> _What needs to be done_
Set out exactly, line by line, the stretch of data below that begins at the line containing "pub async fn embed(&self, texts: &[String])" and ends at the line containing "assert_eq!(vectors, vec![vec![1.0, 0.0]]);", with both ends kept.
____ The data
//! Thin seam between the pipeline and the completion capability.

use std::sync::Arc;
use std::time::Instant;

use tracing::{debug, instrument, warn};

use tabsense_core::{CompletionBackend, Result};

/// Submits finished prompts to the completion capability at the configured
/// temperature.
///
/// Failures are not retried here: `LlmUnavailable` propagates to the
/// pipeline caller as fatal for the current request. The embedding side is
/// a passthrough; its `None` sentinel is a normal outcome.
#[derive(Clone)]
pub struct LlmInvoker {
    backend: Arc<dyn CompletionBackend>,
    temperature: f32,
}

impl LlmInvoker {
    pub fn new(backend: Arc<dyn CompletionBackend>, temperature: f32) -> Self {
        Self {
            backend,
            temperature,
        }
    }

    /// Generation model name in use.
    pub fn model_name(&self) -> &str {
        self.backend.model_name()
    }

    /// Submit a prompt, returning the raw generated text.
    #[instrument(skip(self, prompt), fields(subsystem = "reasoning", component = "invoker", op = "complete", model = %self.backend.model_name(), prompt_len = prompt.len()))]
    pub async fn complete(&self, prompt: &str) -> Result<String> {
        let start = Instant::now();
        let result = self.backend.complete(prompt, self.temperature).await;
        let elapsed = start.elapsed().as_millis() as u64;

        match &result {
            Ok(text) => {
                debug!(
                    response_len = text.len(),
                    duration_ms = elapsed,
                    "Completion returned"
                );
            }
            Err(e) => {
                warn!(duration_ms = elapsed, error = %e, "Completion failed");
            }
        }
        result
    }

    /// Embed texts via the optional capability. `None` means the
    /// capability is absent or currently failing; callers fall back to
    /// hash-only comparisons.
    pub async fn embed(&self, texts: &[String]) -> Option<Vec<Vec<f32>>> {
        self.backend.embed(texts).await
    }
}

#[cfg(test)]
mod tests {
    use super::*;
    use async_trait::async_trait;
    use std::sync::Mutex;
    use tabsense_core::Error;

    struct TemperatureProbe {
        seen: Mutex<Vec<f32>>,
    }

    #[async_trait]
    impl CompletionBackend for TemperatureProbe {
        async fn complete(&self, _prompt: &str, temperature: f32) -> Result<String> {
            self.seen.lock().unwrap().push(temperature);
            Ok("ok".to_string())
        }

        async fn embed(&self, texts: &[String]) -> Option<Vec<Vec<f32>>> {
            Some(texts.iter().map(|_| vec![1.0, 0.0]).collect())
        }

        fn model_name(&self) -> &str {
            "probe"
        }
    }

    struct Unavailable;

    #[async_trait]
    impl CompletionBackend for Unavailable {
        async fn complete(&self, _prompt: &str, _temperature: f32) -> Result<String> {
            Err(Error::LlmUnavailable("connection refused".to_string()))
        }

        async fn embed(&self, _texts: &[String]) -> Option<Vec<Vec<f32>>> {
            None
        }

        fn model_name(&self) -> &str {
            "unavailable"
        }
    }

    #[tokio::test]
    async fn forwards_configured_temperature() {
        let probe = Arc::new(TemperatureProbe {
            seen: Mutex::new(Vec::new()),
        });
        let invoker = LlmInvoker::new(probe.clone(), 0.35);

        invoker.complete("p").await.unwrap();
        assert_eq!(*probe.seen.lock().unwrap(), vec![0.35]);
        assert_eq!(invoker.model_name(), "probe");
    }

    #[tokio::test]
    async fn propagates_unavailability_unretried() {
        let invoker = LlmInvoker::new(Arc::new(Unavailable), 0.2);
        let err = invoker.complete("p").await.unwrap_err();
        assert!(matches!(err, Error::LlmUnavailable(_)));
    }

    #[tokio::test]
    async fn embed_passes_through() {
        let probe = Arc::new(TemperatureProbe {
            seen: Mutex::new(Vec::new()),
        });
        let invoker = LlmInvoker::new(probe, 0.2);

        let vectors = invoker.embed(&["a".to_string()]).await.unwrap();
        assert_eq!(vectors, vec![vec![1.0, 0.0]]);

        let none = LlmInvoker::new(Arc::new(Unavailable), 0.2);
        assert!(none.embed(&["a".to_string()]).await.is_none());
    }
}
________
____ The data
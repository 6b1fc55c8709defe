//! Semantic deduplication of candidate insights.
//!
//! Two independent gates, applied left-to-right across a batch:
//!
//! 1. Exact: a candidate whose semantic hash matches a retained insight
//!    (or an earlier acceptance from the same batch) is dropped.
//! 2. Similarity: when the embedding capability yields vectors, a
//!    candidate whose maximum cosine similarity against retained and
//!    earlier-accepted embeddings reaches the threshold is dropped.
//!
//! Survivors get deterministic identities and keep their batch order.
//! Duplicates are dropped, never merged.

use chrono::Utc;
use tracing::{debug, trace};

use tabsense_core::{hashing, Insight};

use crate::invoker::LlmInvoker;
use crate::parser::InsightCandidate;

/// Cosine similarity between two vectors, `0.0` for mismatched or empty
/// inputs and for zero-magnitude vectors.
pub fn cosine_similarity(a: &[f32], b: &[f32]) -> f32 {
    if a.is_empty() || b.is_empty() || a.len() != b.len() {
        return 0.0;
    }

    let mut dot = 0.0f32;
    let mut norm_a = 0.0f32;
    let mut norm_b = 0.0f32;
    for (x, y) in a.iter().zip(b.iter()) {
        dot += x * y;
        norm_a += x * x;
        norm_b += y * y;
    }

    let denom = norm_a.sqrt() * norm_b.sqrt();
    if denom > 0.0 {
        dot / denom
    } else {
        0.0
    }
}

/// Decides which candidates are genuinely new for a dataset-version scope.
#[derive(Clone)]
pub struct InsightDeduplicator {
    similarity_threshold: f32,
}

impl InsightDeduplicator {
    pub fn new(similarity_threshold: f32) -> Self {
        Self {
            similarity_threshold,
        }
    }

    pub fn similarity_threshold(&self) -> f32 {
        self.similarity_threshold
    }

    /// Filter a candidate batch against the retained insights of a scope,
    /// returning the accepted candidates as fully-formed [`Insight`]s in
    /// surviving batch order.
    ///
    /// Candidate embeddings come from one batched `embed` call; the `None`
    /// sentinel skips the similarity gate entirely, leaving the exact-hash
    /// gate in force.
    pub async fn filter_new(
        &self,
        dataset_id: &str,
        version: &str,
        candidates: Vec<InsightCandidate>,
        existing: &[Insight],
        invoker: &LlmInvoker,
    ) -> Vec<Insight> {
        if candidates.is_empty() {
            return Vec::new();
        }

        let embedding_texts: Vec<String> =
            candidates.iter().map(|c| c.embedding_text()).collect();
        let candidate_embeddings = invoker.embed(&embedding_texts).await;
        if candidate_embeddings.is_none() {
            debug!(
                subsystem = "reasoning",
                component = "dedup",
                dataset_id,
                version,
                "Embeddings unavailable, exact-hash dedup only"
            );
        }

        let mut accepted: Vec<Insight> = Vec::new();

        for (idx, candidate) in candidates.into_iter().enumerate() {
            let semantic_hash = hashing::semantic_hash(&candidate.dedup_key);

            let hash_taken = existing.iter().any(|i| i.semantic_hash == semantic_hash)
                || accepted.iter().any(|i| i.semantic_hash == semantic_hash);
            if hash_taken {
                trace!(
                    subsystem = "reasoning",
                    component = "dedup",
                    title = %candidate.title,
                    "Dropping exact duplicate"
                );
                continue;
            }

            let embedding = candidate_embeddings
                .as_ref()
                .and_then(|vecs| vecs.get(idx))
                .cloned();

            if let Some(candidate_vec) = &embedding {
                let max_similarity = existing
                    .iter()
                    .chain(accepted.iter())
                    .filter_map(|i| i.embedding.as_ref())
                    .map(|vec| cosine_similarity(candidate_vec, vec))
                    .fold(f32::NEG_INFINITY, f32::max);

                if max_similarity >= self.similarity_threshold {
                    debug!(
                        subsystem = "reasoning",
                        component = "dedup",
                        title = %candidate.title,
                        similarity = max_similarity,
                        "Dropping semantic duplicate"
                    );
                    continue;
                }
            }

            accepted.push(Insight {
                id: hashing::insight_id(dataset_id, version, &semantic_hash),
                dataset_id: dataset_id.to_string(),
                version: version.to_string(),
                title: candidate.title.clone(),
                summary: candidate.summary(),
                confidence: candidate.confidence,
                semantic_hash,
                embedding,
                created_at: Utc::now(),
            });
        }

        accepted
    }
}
________
> _Response to this task_
    pub async fn embed(&self, texts: &[String]) -> Option<Vec<Vec<f32>>> {
        self.backend.embed(texts).await
    }
}

#[cfg(test)]
mod tests {
    use super::*;
    use async_trait::async_trait;
    use std::sync::Mutex;
    use tabsense_core::Error;

    struct TemperatureProbe {
        seen: Mutex<Vec<f32>>,
    }

    #[async_trait]
    impl CompletionBackend for TemperatureProbe {
        async fn complete(&self, _prompt: &str, temperature: f32) -> Result<String> {
            self.seen.lock().unwrap().push(temperature);
            Ok("ok".to_string())
        }

        async fn embed(&self, texts: &[String]) -> Option<Vec<Vec<f32>>> {
            Some(texts.iter().map(|_| vec![1.0, 0.0]).collect())
        }

        fn model_name(&self) -> &str {
            "probe"
        }
    }

    struct Unavailable;

    #[async_trait]
    impl CompletionBackend for Unavailable {
        async fn complete(&self, _prompt: &str, _temperature: f32) -> Result<String> {
            Err(Error::LlmUnavailable("connection refused".to_string()))
        }

        async fn embed(&self, _texts: &[String]) -> Option<Vec<Vec<f32>>> {
            None
        }

        fn model_name(&self) -> &str {
            "unavailable"
        }
    }

    #[tokio::test]
    async fn forwards_configured_temperature() {
        let probe = Arc::new(TemperatureProbe {
            seen: Mutex::new(Vec::new()),
        });
        let invoker = LlmInvoker::new(probe.clone(), 0.35);

        invoker.complete("p").await.unwrap();
        assert_eq!(*probe.seen.lock().unwrap(), vec![0.35]);
        assert_eq!(invoker.model_name(), "probe");
    }

    #[tokio::test]
    async fn propagates_unavailability_unretried() {
        let invoker = LlmInvoker::new(Arc::new(Unavailable), 0.2);
        let err = invoker.complete("p").await.unwrap_err();
        assert!(matches!(err, Error::LlmUnavailable(_)));
    }

    #[tokio::test]
    async fn embed_passes_through() {
        let probe = Arc::new(TemperatureProbe {
            seen: Mutex::new(Vec::new()),
        });
        let invoker = LlmInvoker::new(probe, 0.2);

        let vectors = invoker.embed(&["a".to_string()]).await.unwrap();
        assert_eq!(vectors, vec![vec![1.0, 0.0]]);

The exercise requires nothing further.